**Task objective**
Of all the lines in the records below, copy only those that contain the string "Unknown".

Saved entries
****************************************

//! Endpoint descriptors and the fetch helpers built on top of them.

use async_trait::async_trait;
use serde::de::DeserializeOwned;
use serde::Serialize;
use serde_json::Value;

use super::api_error::ApiError;
use super::list_query::{ListQuery, ListResult};
use super::pagination::{normalize, PageParamStyle, PaginationAdapter};

/// Minimal HTTP surface the list/detail helpers need.
///
/// Implementations return the decoded JSON body and are expected to run
/// [`check_envelope`](super::api_error::check_envelope) on it, so callers
/// see application failures as [`ApiError::Application`].
#[async_trait(?Send)]
pub trait ApiTransport {
    async fn get_json(&self, path: &str, params: &[(String, String)]) -> Result<Value, ApiError>;

    async fn post_json(&self, path: &str, body: &Value) -> Result<Value, ApiError>;
}

/// A paginated list endpoint of the ERP API
#[derive(Clone, Copy)]
pub struct ListEndpoint {
    pub path: &'static str,
    pub page_params: PageParamStyle,
    pub adapter: &'static dyn PaginationAdapter,
}

impl std::fmt::Debug for ListEndpoint {
    fn fmt(&self, f: &mut std::fmt::Formatter<'_>) -> std::fmt::Result {
        f.debug_struct("ListEndpoint")
            .field("path", &self.path)
            .field("page_params", &self.page_params)
            .field("adapter", &self.adapter.name())
            .finish()
    }
}

impl ListEndpoint {
    /// Page keys first, then filters in key order
    pub fn request_params(&self, query: &ListQuery) -> Vec<(String, String)> {
        let mut params: Vec<(String, String)> = self
            .page_params
            .params(query.page(), query.page_size())
            .into_iter()
            .collect();
        params.extend(
            query
                .filters()
                .iter()
                .map(|(key, value)| (key.clone(), value.to_param())),
        );
        params
    }

    /// Filters only, for export endpoints that ignore paging
    pub fn filter_params(&self, query: &ListQuery) -> Vec<(String, String)> {
        query
            .filters()
            .iter()
            .map(|(key, value)| (key.clone(), value.to_param()))
            .collect()
    }
}

pub async fn fetch_list<R, T>(
    transport: &T,
    endpoint: &ListEndpoint,
    query: &ListQuery,
) -> Result<ListResult<R>, ApiError>
where
    R: DeserializeOwned,
    T: ApiTransport + ?Sized,
{
    let params = endpoint.request_params(query);
    let body = transport.get_json(endpoint.path, &params).await?;
    normalize(&body, endpoint.adapter, query)
}

/// Like [`fetch_list`], but never fails: errors are handed to `notify` and a
/// degraded single empty page is returned instead.
pub async fn fetch_list_or_degrade<R, T>(
    transport: &T,
    endpoint: &ListEndpoint,
    query: &ListQuery,
    notify: impl FnOnce(&ApiError),
) -> ListResult<R>
where
    R: DeserializeOwned,
    T: ApiTransport + ?Sized,
{
    match fetch_list(transport, endpoint, query).await {
        Ok(result) => result,
        Err(err) => {
            log::warn!("list {} failed: {}", endpoint.path, err);
            notify(&err);
            ListResult::degraded(query.page_size())
        }
    }
}

/// GET an endpoint whose payload sits under `data`
pub async fn fetch_data<R, T>(
    transport: &T,
    path: &str,
    params: &[(String, String)],
) -> Result<R, ApiError>
where
    R: DeserializeOwned,
    T: ApiTransport + ?Sized,
{
    let body = transport.get_json(path, params).await?;
    unwrap_data(body)
}

/// POST a request and decode the `data` payload of the reply
pub async fn post_data<B, R, T>(transport: &T, path: &str, request: &B) -> Result<R, ApiError>
where
    B: Serialize,
    R: DeserializeOwned,
    T: ApiTransport + ?Sized,
{
    let body = serde_json::to_value(request).map_err(ApiError::decode)?;
    let reply = transport.post_json(path, &body).await?;
    unwrap_data(reply)
}

fn unwrap_data<R: DeserializeOwned>(mut body: Value) -> Result<R, ApiError> {
    let data = body
        .get_mut("data")
        .map(Value::take)
        .ok_or_else(|| ApiError::decode("response has no `data` field"))?;
    serde_json::from_value(data).map_err(ApiError::decode)
}

#[cfg(test)]
mod tests {
    use super::*;
    use crate::shared::api_error::check_envelope;
    use crate::shared::filter::FilterSelection;
    use crate::shared::pagination::NestedTotalPages;
    use futures::executor::block_on;
    use serde::Deserialize;
    use serde_json::json;
    use std::cell::{Cell, RefCell};

    #[derive(Debug, Deserialize, PartialEq)]
    struct Row {
        id: String,
    }

    /// Replays canned bodies and records requested params
    struct FakeTransport {
        reply: Result<Value, ApiError>,
        last_params: RefCell<Vec<(String, String)>>,
        calls: Cell<usize>,
    }

    impl FakeTransport {
        fn replying(reply: Result<Value, ApiError>) -> Self {
            Self {
                reply,
                last_params: RefCell::new(Vec::new()),
                calls: Cell::new(0),
            }
        }
    }

    #[async_trait(?Send)]
    impl ApiTransport for FakeTransport {
        async fn get_json(
            &self,
            _path: &str,
            params: &[(String, String)],
        ) -> Result<Value, ApiError> {
            self.calls.set(self.calls.get() + 1);
            *self.last_params.borrow_mut() = params.to_vec();
            let body = self.reply.clone()?;
            check_envelope(&body)?;
            Ok(body)
        }

        async fn post_json(&self, _path: &str, _body: &Value) -> Result<Value, ApiError> {
            self.reply.clone()
        }
    }

    const ORDERS: ListEndpoint = ListEndpoint {
        path: "/api/orders",
        page_params: PageParamStyle::PageLimit,
        adapter: &NestedTotalPages,
    };

    #[test]
    fn page_two_of_five_is_normalized() {
        let transport = FakeTransport::replying(Ok(json!({
            "data": [{"id": "1"}, {"id": "2"}, {"id": "3"}],
            "pagination": {"totalPages": 5, "page": 2, "limit": 50}
        })));
        let query = ListQuery::new(2, 50);

        let result: ListResult<Row> = block_on(fetch_list(&transport, &ORDERS, &query)).unwrap();

        assert_eq!(result.rows.len(), 3);
        assert_eq!(result.total_pages, 5);
        assert_eq!(result.current_page, 2);
        assert_eq!(result.page_size, 50);
        assert_eq!(
            *transport.last_params.borrow(),
            vec![("page".to_string(), "2".to_string()), ("limit".to_string(), "50".to_string())]
        );
    }

    #[test]
    fn transport_failure_degrades_and_notifies() {
        let transport =
            FakeTransport::replying(Err(ApiError::transport("connection reset by peer")));
        let notified = RefCell::new(Vec::new());

        let result: ListResult<Row> = block_on(fetch_list_or_degrade(
            &transport,
            &ORDERS,
            &ListQuery::new(3, 25),
            |e| notified.borrow_mut().push(e.clone()),
        ));

        assert!(result.rows.is_empty());
        assert_eq!(result.total_pages, 1);
        assert_eq!(result.current_page, 1);
        assert_eq!(notified.borrow().len(), 1);
        assert!(notified.borrow()[0].is_transport());
    }

    #[test]
    fn application_error_flag_degrades_the_same_way() {
        let transport = FakeTransport::replying(Ok(json!({
            "success": false,
            "message": "Unknown warehouse"
        })));
        let notified = RefCell::new(None);

        let result: ListResult<Row> = block_on(fetch_list_or_degrade(
            &transport,
            &ORDERS,
            &ListQuery::default(),
            |e| *notified.borrow_mut() = Some(e.clone()),
        ));

        assert!(result.is_empty());
        assert_eq!(
            notified.into_inner(),
            Some(ApiError::application("Unknown warehouse"))
        );
    }

    #[test]
    fn reselecting_salesman_drops_the_filter_from_the_request() {
        let transport = FakeTransport::replying(Ok(json!({"data": []})));
        let mut salesman = FilterSelection::single();

        salesman.toggle("S001");
        let query = ListQuery::default().with_selection("salesman_id", &salesman);
        let _ = block_on(fetch_list::<Row, _>(&transport, &ORDERS, &query));
        assert!(transport
            .last_params
            .borrow()
            .contains(&("salesman_id".to_string(), "S001".to_string())));

        salesman.toggle("S001");
        assert_eq!(salesman.as_single_value(), "");
        let query = ListQuery::default().with_selection("salesman_id", &salesman);
        let _ = block_on(fetch_list::<Row, _>(&transport, &ORDERS, &query));
        assert!(!transport
            .last_params
            .borrow()
            .iter()
            .any(|(k, _)| k == "salesman_id"));
        assert_eq!(transport.calls.get(), 2);
    }

    #[test]
    fn detail_payload_is_read_from_data() {
        let transport = FakeTransport::replying(Ok(json!({"data": {"id": "42"}})));
        let row: Row = block_on(fetch_data(&transport, "/api/orders/42", &[])).unwrap();
        assert_eq!(row, Row { id: "42".into() });

        let transport = FakeTransport::replying(Ok(json!({"id": "42"})));
        let err = block_on(fetch_data::<Row, _>(&transport, "/api/orders/42", &[])).unwrap_err();
        assert!(matches!(err, ApiError::Decode(_)));
    }
}
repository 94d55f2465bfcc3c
//! PageFrame: root wrapper of every page rendered inside a tab.

use super::page_standard::*;
use leptos::prelude::*;

/// Sets `id`, `data-page-category` and the category class on the page root.
#[component]
pub fn PageFrame(
    /// `{entity}--{category}`, e.g. `"a005_call_center_ticket--detail"`
    page_id: &'static str,
    /// One of the PAGE_CAT_* constants
    category: &'static str,
    children: Children,
) -> impl IntoView {
    debug_assert!(is_valid_page_id(page_id), "bad page id {page_id}");
    let class = match category {
        PAGE_CAT_DETAIL => "page page--detail",
        PAGE_CAT_DASHBOARD => "page page--dashboard",
        PAGE_CAT_FORM => "page page--form",
        _ => "page",
    };

    view! {
        <div id=page_id class=class data-page-category=category>
            {children()}
        </div>
    }
}
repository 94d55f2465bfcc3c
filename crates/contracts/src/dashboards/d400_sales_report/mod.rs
pub mod dto;
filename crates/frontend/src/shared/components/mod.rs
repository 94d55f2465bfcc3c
pub mod column_filter;
pub mod data_table;
pub mod date_range;
pub mod filter_panel;
pub mod pagination_controls;
pub mod stat_card;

****************************************

**Expected answer**
            "message": "Unknown warehouse"
            Some(ApiError::application("Unknown warehouse"))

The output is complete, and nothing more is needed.